_RECORD EXCERPTS_:

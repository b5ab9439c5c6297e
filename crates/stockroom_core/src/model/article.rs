//! Article entity.
//!
//! # Invariants
//! - `code` is the unique business key; uniqueness is owned by the store's
//!   unique index, not re-checked in application code.
//! - `category_id` must reference an existing category row.

use crate::model::category::CategoryId;

/// Store-assigned article identity.
pub type ArticleId = i64;

/// Persisted article record.
#[derive(Debug, Clone, PartialEq, Eq)]
pub struct Article {
    /// `None` until the store assigns an id on first save.
    pub id: Option<ArticleId>,
    /// Unique business code used for exact-match lookups.
    pub code: String,
    pub label: String,
    /// Unit price in cents; never negative once validated.
    pub unit_price_cents: i64,
    /// Foreign key to the owning category.
    pub category_id: CategoryId,
}

impl Article {
    /// Creates an unpersisted article in the given category.
    pub fn new(
        code: impl Into<String>,
        label: impl Into<String>,
        unit_price_cents: i64,
        category_id: CategoryId,
    ) -> Self {
        Self {
            id: None,
            code: code.into(),
            label: label.into(),
            unit_price_cents,
            category_id,
        }
    }
}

_HOW TO COMPLETE THIS TASK_: The whole of the material above should be given again exactly.

_ANSWER FOR THE TASK_:
repository b5ab9439c5c6297e
filename crates/stockroom_core/src/model/article.rs
//! Article entity.
//!
//! # Invariants
//! - `code` is the unique business key; uniqueness is owned by the store's
//!   unique index, not re-checked in application code.
//! - `category_id` must reference an existing category row.

use crate::model::category::CategoryId;

/// Store-assigned article identity.
pub type ArticleId = i64;

/// Persisted article record.
#[derive(Debug, Clone, PartialEq, Eq)]
pub struct Article {
    /// `None` until the store assigns an id on first save.
    pub id: Option<ArticleId>,
    /// Unique business code used for exact-match lookups.
    pub code: String,
    pub label: String,
    /// Unit price in cents; never negative once validated.
    pub unit_price_cents: i64,
    /// Foreign key to the owning category.
    pub category_id: CategoryId,
}

impl Article {
    /// Creates an unpersisted article in the given category.
    pub fn new(
        code: impl Into<String>,
        label: impl Into<String>,
        unit_price_cents: i64,
        category_id: CategoryId,
    ) -> Self {
        Self {
            id: None,
            code: code.into(),
            label: label.into(),
            unit_price_cents,
            category_id,
        }
    }
}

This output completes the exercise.